Besides the designing of public spaces and the urban renewal projects, he was passionate about promoting the use of bamboo for construction. In 2010, he was in the team that designed the India Pavilion at the Shanghai World Expo which is one of the largest bamboo domes to be built in the world. He also had a side-hustle for creating beautifully hand-crafted furniture. These masterpieces are on display at his welcoming PDSA showroom and workplace at Ayanagar in Delhi.
Let’s look and reminisce some of his projects:
1. Dilli Haat, Aurobindo Marg, New Delhi
Client: Delhi Tourism & Transportation Development Corporation
Date: 1992 – 1994
Area: 2.4 Hectares (6 Acres).
Dilli Haat is a food & crafts bazaar designed to be a public space where various regional crafts and food of India are showcased.
It is built over a stormwater drain and is now acting as a leisure space in the urban fabric.
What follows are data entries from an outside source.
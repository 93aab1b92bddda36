//! Watch subscriptions
//!
//! A `WatchSubscription` owns an open event stream for one resource type.
//! Closing it drops the stream, which ends the underlying watch request.
//! The subscription closes itself when dropped, so every exit path of a
//! consumer releases it, and the close hook runs at most once.

use crate::error::PackageClientError;
use futures::stream::BoxStream;
use futures::StreamExt;
use std::fmt;

/// A change observed on the watched resource type.
#[derive(Debug, Clone, PartialEq)]
pub enum WatchEvent<K> {
    Added(K),
    Modified(K),
    Deleted(K),
}

impl<K> WatchEvent<K> {
    /// Snapshot carried by the event
    pub fn object(&self) -> &K {
        match self {
            WatchEvent::Added(obj) | WatchEvent::Modified(obj) | WatchEvent::Deleted(obj) => obj,
        }
    }

    pub fn kind(&self) -> &'static str {
        match self {
            WatchEvent::Added(_) => "Added",
            WatchEvent::Modified(_) => "Modified",
            WatchEvent::Deleted(_) => "Deleted",
        }
    }
}

/// Stream of events delivered to a subscription.
pub type EventStream<K> = BoxStream<'static, Result<WatchEvent<K>, PackageClientError>>;

type CloseHook = Box<dyn FnOnce() + Send>;

/// An open watch on a resource type.
pub struct WatchSubscription<K> {
    stream: Option<EventStream<K>>,
    on_close: Option<CloseHook>,
}

impl<K> WatchSubscription<K> {
    /// Subscription that runs `hook` once, right after the stream is released.
    pub fn with_close_hook(stream: EventStream<K>, hook: impl FnOnce() + Send + 'static) -> Self {
        Self {
            stream: Some(stream),
            on_close: Some(Box::new(hook)),
        }
    }

    /// Wait for the next event.
    ///
    /// Returns `None` once the stream has ended or the subscription has been
    /// closed. Cancel-safe: dropping the returned future loses no event.
    pub async fn next(&mut self) -> Option<Result<WatchEvent<K>, PackageClientError>> {
        match self.stream.as_mut() {
            Some(stream) => stream.next().await,
            None => None,
        }
    }

    /// Release the stream. Later calls are no-ops.
    pub fn close(&mut self) {
        if let Some(stream) = self.stream.take() {
            drop(stream);
            if let Some(hook) = self.on_close.take() {
                hook();
            }
        }
    }

    pub fn is_closed(&self) -> bool {
        self.stream.is_none()
    }
}

impl<K> Drop for WatchSubscription<K> {
    fn drop(&mut self) {
        self.close();
    }
}

impl<K> fmt::Debug for WatchSubscription<K> {
    fn fmt(&self, f: &mut fmt::Formatter<'_>) -> fmt::Result {
        f.debug_struct("WatchSubscription")
            .field("closed", &self.is_closed())
            .finish()
    }
}

#[cfg(test)]
mod tests {
    use super::*;
    use std::sync::atomic::{AtomicUsize, Ordering};
    use std::sync::Arc;

    fn counting_subscription(events: Vec<WatchEvent<u32>>) -> (WatchSubscription<u32>, Arc<AtomicUsize>) {
        let closed = Arc::new(AtomicUsize::new(0));
        let counter = closed.clone();
        let stream = futures::stream::iter(events.into_iter().map(Ok)).boxed();
        let sub = WatchSubscription::with_close_hook(stream, move || {
            counter.fetch_add(1, Ordering::SeqCst);
        });
        (sub, closed)
    }

    #[tokio::test]
    async fn test_next_yields_events_in_order() {
        let (mut sub, _) = counting_subscription(vec![WatchEvent::Added(1), WatchEvent::Modified(2)]);
        assert_eq!(sub.next().await.unwrap().unwrap(), WatchEvent::Added(1));
        assert_eq!(sub.next().await.unwrap().unwrap(), WatchEvent::Modified(2));
        assert!(sub.next().await.is_none());
    }

    #[tokio::test]
    async fn test_close_is_idempotent_and_stops_delivery() {
        let (mut sub, closed) = counting_subscription(vec![WatchEvent::Added(1)]);
        sub.close();
        sub.close();
        assert!(sub.is_closed());
        assert!(sub.next().await.is_none());
        drop(sub);
        assert_eq!(closed.load(Ordering::SeqCst), 1);
    }

    #[test]
    fn test_drop_closes() {
        let (sub, closed) = counting_subscription(vec![]);
        drop(sub);
        assert_eq!(closed.load(Ordering::SeqCst), 1);
    }

    #[test]
    fn test_event_accessors() {
        let event = WatchEvent::Deleted(7);
        assert_eq!(*event.object(), 7);
        assert_eq!(event.kind(), "Deleted");
    }
}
Dilli Haat is thus a place of celebration and one can experience and enjoy the rich multicultural identity of India.
2. The Garden of Five Senses, Said-ul-Azaib, New Delhi
Client: Delhi Tourism & Transportation Development Corporation
Year: 1995 – 2003
Area: 8.1 Hectares (20 Acres).
In the heart of busy Delhi city, it is a place for people to unwind and relax. This is the space where visitors of every age-group relate and enjoy.
The garden is subdivided into various categories such as intense activity zones, food courts and shops, contemplative zones – like the fragrant gardens, color gardens, and the Lily Pool. It also makes an ecology with over 200 species of plants. Over 25 artists’ works here make it one of the India’s largest commissions of public art.
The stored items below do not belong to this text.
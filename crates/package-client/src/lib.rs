//! Package API Client
//!
//! A thin client over the Kubernetes API for the `Package` and `PackageInfo`
//! custom resources: create, point lookups, and watch subscriptions.
//!
//! # Example
//!
//! ```no_run
//! use crds::Package;
//! use package_client::{PackageClient, PackageClientTrait, WatchEvent};
//!
//! # async fn example() -> Result<(), Box<dyn std::error::Error>> {
//! let client = PackageClient::try_default().await?;
//!
//! let created = client.create_package(&Package::new_for_install("cert-manager")).await?;
//!
//! let mut watch = client.watch_packages().await?;
//! while let Some(event) = watch.next().await {
//!     if let WatchEvent::Modified(pkg) = event? {
//!         if pkg.metadata.uid == created.metadata.uid {
//!             break;
//!         }
//!     }
//! }
//! watch.close();
//! # Ok(())
//! # }
//! ```

pub mod client;
pub mod error;
#[path = "trait.rs"]
pub mod package_trait;
pub mod watch;
#[cfg(any(test, feature = "test-util"))]
pub mod mock;

pub use client::PackageClient;
pub use error::PackageClientError;
pub use package_trait::PackageClientTrait;
pub use watch::{EventStream, WatchEvent, WatchSubscription};
#[cfg(any(test, feature = "test-util"))]
pub use mock::MockPackageClient;
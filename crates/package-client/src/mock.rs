//! Mock PackageClient for unit testing
//!
//! Stores packages and package infos in memory and replays a scripted list of
//! watch events to every subscription, like a cluster-wide watch would. Counters record how many watches
//! were opened and closed and how many events were handed to consumers, so
//! tests can assert on subscription lifecycle.

use crate::error::PackageClientError;
use crate::package_trait::PackageClientTrait;
use crate::watch::{WatchEvent, WatchSubscription};
use crds::{Package, PackageInfo};
use futures::StreamExt;
use std::collections::HashMap;
use std::sync::atomic::{AtomicUsize, Ordering};
use std::sync::{Arc, Mutex};
use std::time::Duration;

type Scripted = Result<WatchEvent<Package>, String>;

/// Mock PackageClient for testing
#[derive(Clone, Default)]
pub struct MockPackageClient {
    packages: Arc<Mutex<HashMap<String, Package>>>,
    package_infos: Arc<Mutex<HashMap<String, PackageInfo>>>,
    // Events replayed to every watch
    script: Arc<Mutex<Vec<Scripted>>>,
    hold_open: Arc<Mutex<bool>>,
    create_error: Arc<Mutex<Option<String>>>,
    create_delay: Arc<Mutex<Option<Duration>>>,
    watch_error: Arc<Mutex<Option<String>>>,
    next_uid: Arc<Mutex<Option<String>>>,
    created: Arc<AtomicUsize>,
    watches_opened: Arc<AtomicUsize>,
    watches_closed: Arc<AtomicUsize>,
    events_delivered: Arc<AtomicUsize>,
}

impl std::fmt::Debug for MockPackageClient {
    fn fmt(&self, f: &mut std::fmt::Formatter<'_>) -> std::fmt::Result {
        f.debug_struct("MockPackageClient")
            .field("watches_opened", &self.watches_opened())
            .field("watches_closed", &self.watches_closed())
            .finish_non_exhaustive()
    }
}

impl MockPackageClient {
    /// Create a new mock client
    pub fn new() -> Self {
        Self::default()
    }

    /// Add a package to the mock store (for test setup)
    pub fn add_package(&self, package: Package) {
        let name = package.metadata.name.clone().unwrap_or_default();
        self.packages.lock().expect("mock lock poisoned").insert(name, package);
    }

    /// Add a package info to the mock store (for test setup)
    pub fn add_package_info(&self, info: PackageInfo) {
        let name = info.metadata.name.clone().unwrap_or_default();
        self.package_infos.lock().expect("mock lock poisoned").insert(name, info);
    }

    /// Append an event to the script replayed by every watch
    pub fn push_event(&self, event: WatchEvent<Package>) {
        self.script.lock().expect("mock lock poisoned").push(Ok(event));
    }

    /// Append a stream error to the script replayed by every watch
    pub fn push_stream_error(&self, message: impl Into<String>) {
        self.script
            .lock()
            .expect("mock lock poisoned")
            .push(Err(message.into()));
    }

    /// Keep the stream pending after the script is exhausted instead of ending it
    pub fn hold_stream_open(&self) {
        *self.hold_open.lock().expect("mock lock poisoned") = true;
    }

    /// Make every `create_package` call fail with an API error
    pub fn fail_create(&self, message: impl Into<String>) {
        *self.create_error.lock().expect("mock lock poisoned") = Some(message.into());
    }

    /// Make every `create_package` call take `delay` before it is applied
    pub fn delay_create(&self, delay: Duration) {
        *self.create_delay.lock().expect("mock lock poisoned") = Some(delay);
    }

    /// Make every `watch_packages` call fail with an API error
    pub fn fail_watch(&self, message: impl Into<String>) {
        *self.watch_error.lock().expect("mock lock poisoned") = Some(message.into());
    }

    /// Uid assigned by the next successful create.
    ///
    /// Without an override a package named `n` gets uid `uid-n`.
    pub fn set_next_uid(&self, uid: impl Into<String>) {
        *self.next_uid.lock().expect("mock lock poisoned") = Some(uid.into());
    }

    pub fn packages_created(&self) -> usize {
        self.created.load(Ordering::SeqCst)
    }

    pub fn watches_opened(&self) -> usize {
        self.watches_opened.load(Ordering::SeqCst)
    }

    pub fn watches_closed(&self) -> usize {
        self.watches_closed.load(Ordering::SeqCst)
    }

    /// Number of scripted items pulled from the stream by consumers
    pub fn events_delivered(&self) -> usize {
        self.events_delivered.load(Ordering::SeqCst)
    }

    fn assign_uid(&self, name: &str) -> String {
        self.next_uid
            .lock()
            .expect("mock lock poisoned")
            .take()
            .unwrap_or_else(|| format!("uid-{}", name))
    }
}

#[async_trait::async_trait]
impl PackageClientTrait for MockPackageClient {
    async fn create_package(&self, package: &Package) -> Result<Package, PackageClientError> {
        let delay = *self.create_delay.lock().expect("mock lock poisoned");
        if let Some(delay) = delay {
            tokio::time::sleep(delay).await;
        }
        if let Some(message) = self.create_error.lock().expect("mock lock poisoned").clone() {
            return Err(PackageClientError::Api(message));
        }
        let name = package
            .metadata
            .name
            .clone()
            .ok_or_else(|| PackageClientError::Api("metadata.name is required".to_string()))?;

        let mut packages = self.packages.lock().expect("mock lock poisoned");
        if packages.contains_key(&name) {
            return Err(PackageClientError::Api(format!(
                "packages.packages.glasskube.dev \"{}\" already exists",
                name
            )));
        }
        let mut created = package.clone();
        created.metadata.uid = Some(self.assign_uid(&name));
        created.metadata.resource_version = Some("1".to_string());
        packages.insert(name, created.clone());
        self.created.fetch_add(1, Ordering::SeqCst);
        Ok(created)
    }

    async fn get_package(&self, name: &str) -> Result<Package, PackageClientError> {
        self.packages
            .lock()
            .expect("mock lock poisoned")
            .get(name)
            .cloned()
            .ok_or_else(|| PackageClientError::NotFound(format!("Package {}", name)))
    }

    async fn get_package_info(&self, name: &str) -> Result<PackageInfo, PackageClientError> {
        self.package_infos
            .lock()
            .expect("mock lock poisoned")
            .get(name)
            .cloned()
            .ok_or_else(|| PackageClientError::NotFound(format!("PackageInfo {}", name)))
    }

    async fn watch_packages(&self) -> Result<WatchSubscription<Package>, PackageClientError> {
        if let Some(message) = self.watch_error.lock().expect("mock lock poisoned").clone() {
            return Err(PackageClientError::Api(message));
        }
        self.watches_opened.fetch_add(1, Ordering::SeqCst);

        let script: Vec<Scripted> = self.script.lock().expect("mock lock poisoned").clone();
        let hold_open = *self.hold_open.lock().expect("mock lock poisoned");
        let delivered = self.events_delivered.clone();

        let scripted = futures::stream::iter(script)
            .inspect(move |_| {
                delivered.fetch_add(1, Ordering::SeqCst);
            })
            .map(|item| item.map_err(PackageClientError::Watch));
        let events = if hold_open {
            scripted.chain(futures::stream::pending()).boxed()
        } else {
            scripted.boxed()
        };

        let closed = self.watches_closed.clone();
        Ok(WatchSubscription::with_close_hook(events, move || {
            closed.fetch_add(1, Ordering::SeqCst);
        }))
    }
}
3. Jama Masjid Precinct Redevelopment, Delhi
Client: Municipal Corporation of Delhi
Area: 28.3Hectares (70 Acres)
Jama Masjid – the Friday Mosque – is the religious heart of the old city Shahjahanabad. The redevelopment for the area between the Jama Masjid and Red Fort aims at reviving the public realm in this heritage precinct.
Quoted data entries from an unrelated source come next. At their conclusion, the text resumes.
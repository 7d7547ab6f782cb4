// src/article.rs
// Typed records shared by the store, the ingestion pipeline, and the
// recommendation engine.

use chrono::{DateTime, Utc};
use serde::{Deserialize, Serialize};

/// Fixed provider taxonomy. The external top-headlines endpoint only accepts
/// these category tags.
#[derive(
    Debug, Clone, Copy, PartialEq, Eq, Hash, Serialize, Deserialize, sqlx::Type,
)]
#[serde(rename_all = "lowercase")]
#[sqlx(rename_all = "lowercase")]
pub enum Category {
    Business,
    Entertainment,
    General,
    Health,
    Science,
    Technology,
    Sports,
}

impl Category {
    pub const ALL: [Category; 7] = [
        Category::Business,
        Category::Entertainment,
        Category::General,
        Category::Health,
        Category::Science,
        Category::Technology,
        Category::Sports,
    ];

    pub fn as_str(&self) -> &'static str {
        match self {
            Category::Business => "business",
            Category::Entertainment => "entertainment",
            Category::General => "general",
            Category::Health => "health",
            Category::Science => "science",
            Category::Technology => "technology",
            Category::Sports => "sports",
        }
    }
}

impl std::fmt::Display for Category {
    fn fmt(&self, f: &mut std::fmt::Formatter<'_>) -> std::fmt::Result {
        f.write_str(self.as_str())
    }
}

/// A stored article. Created only by the ingestion writer; `last_accessed`
/// is the single mutable field and only `NewsStore::touch` updates it.
#[derive(Debug, Clone, PartialEq, Serialize, sqlx::FromRow)]
pub struct Article {
    pub id: i64,
    pub category: Category,
    pub headline: String,
    /// Author names joined with ", "; empty when the provider gave none.
    pub authors: String,
    /// Source URL, the deduplication key. UNIQUE in the store.
    pub link: String,
    pub image_url: String,
    pub short_description: String,
    /// Publication time from the provider; ingestion time if absent.
    pub date: DateTime<Utc>,
    pub last_accessed: DateTime<Utc>,
}

impl Article {
    /// The document used for similarity: headline and description, space
    /// separated.
    pub fn document(&self) -> String {
        format!("{} {}", self.headline, self.short_description)
    }
}

/// The read model handed to UI collaborators (feeds and recommendations).
#[derive(Debug, Clone, PartialEq, Eq, Serialize, Deserialize, sqlx::FromRow)]
pub struct ArticleSummary {
    pub id: i64,
    pub headline: String,
    pub short_description: String,
    pub image_url: String,
}

impl From<Article> for ArticleSummary {
    fn from(a: Article) -> Self {
        Self {
            id: a.id,
            headline: a.headline,
            short_description: a.short_description,
            image_url: a.image_url,
        }
    }
}

#[cfg(test)]
mod tests {
    use super::*;

    #[test]
    fn category_round_trips_through_str() {
        for c in Category::ALL {
            let json = serde_json::to_string(&c).unwrap();
            assert_eq!(json, format!("\"{}\"", c.as_str()));
            let back: Category = serde_json::from_str(&json).unwrap();
            assert_eq!(back, c);
        }
    }

    #[test]
    fn document_concatenates_headline_and_description() {
        let a = Article {
            id: 1,
            category: Category::Technology,
            headline: "Chip makers rally".into(),
            authors: String::new(),
            link: "https://example.test/chips".into(),
            image_url: String::new(),
            short_description: "Semiconductor stocks climb".into(),
            date: Utc::now(),
            last_accessed: Utc::now(),
        };
        assert_eq!(a.document(), "Chip makers rally Semiconductor stocks climb");
    }
}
Some of the major key interventions are:
- Restructuring land use
- Restructuring the streets to accommodate the needs of all users – motor vehicles, non-motorised vehicles and pedestrians
- Parking facilities
- Urban infrastructure services
- Conservation of built heritage
- Directional signage
- Landscaping of streets and open spaces
4. Rato Monastery, Mungud
Date: 1995 onwards
Client: Rato Drastang
It is a Tibetan Government monastery consisting of a small temple, kitchen and monks room that was established in Karnataka.
The proposed plan comprises a larger plan to construct a bigger block for monks, a kitchen and dining block, administrative building and a temple. The project involves locally available materials with simple building techniques, low cost sustainable technologies, etc.
5. Godavari Riverfront Development at Nanded, Maharashtra
Client: Nanded Waghala Municipal Corporation
Nanded is the religious centre for the Sikhs. The important guiding factors for this project are the religious and social life in Nanded.
The Master Plan consists of regeneration of the river, integration of the North River bank with the existing urban fabric while the South Bank is proposed as an eco-park.
A gem in the community, he might have said farewell to this world but his works and legacy will always guide us like the North star.
His work became a footprint for public projects. He believed that the context and in-depth research are key parameters in the development of any project which includes the appropriate technologies and environmentally sustainable practices. His work aimed at balancing the traditions with the contemporary to create experiential spaces.
In one of his informal chat with the ZingyHomes team, when asked for a message to the young architectural students out there who are looking forward to a career in architecture, he answered gently:
“For students, it is very important to know what they are getting into. Architecture is a very complex sort of discipline to enter; you need to be a master of everything you do. Most of them might have followed the extremely easy way of practicing architecture but my way has been tougher with years of extremely hard work.”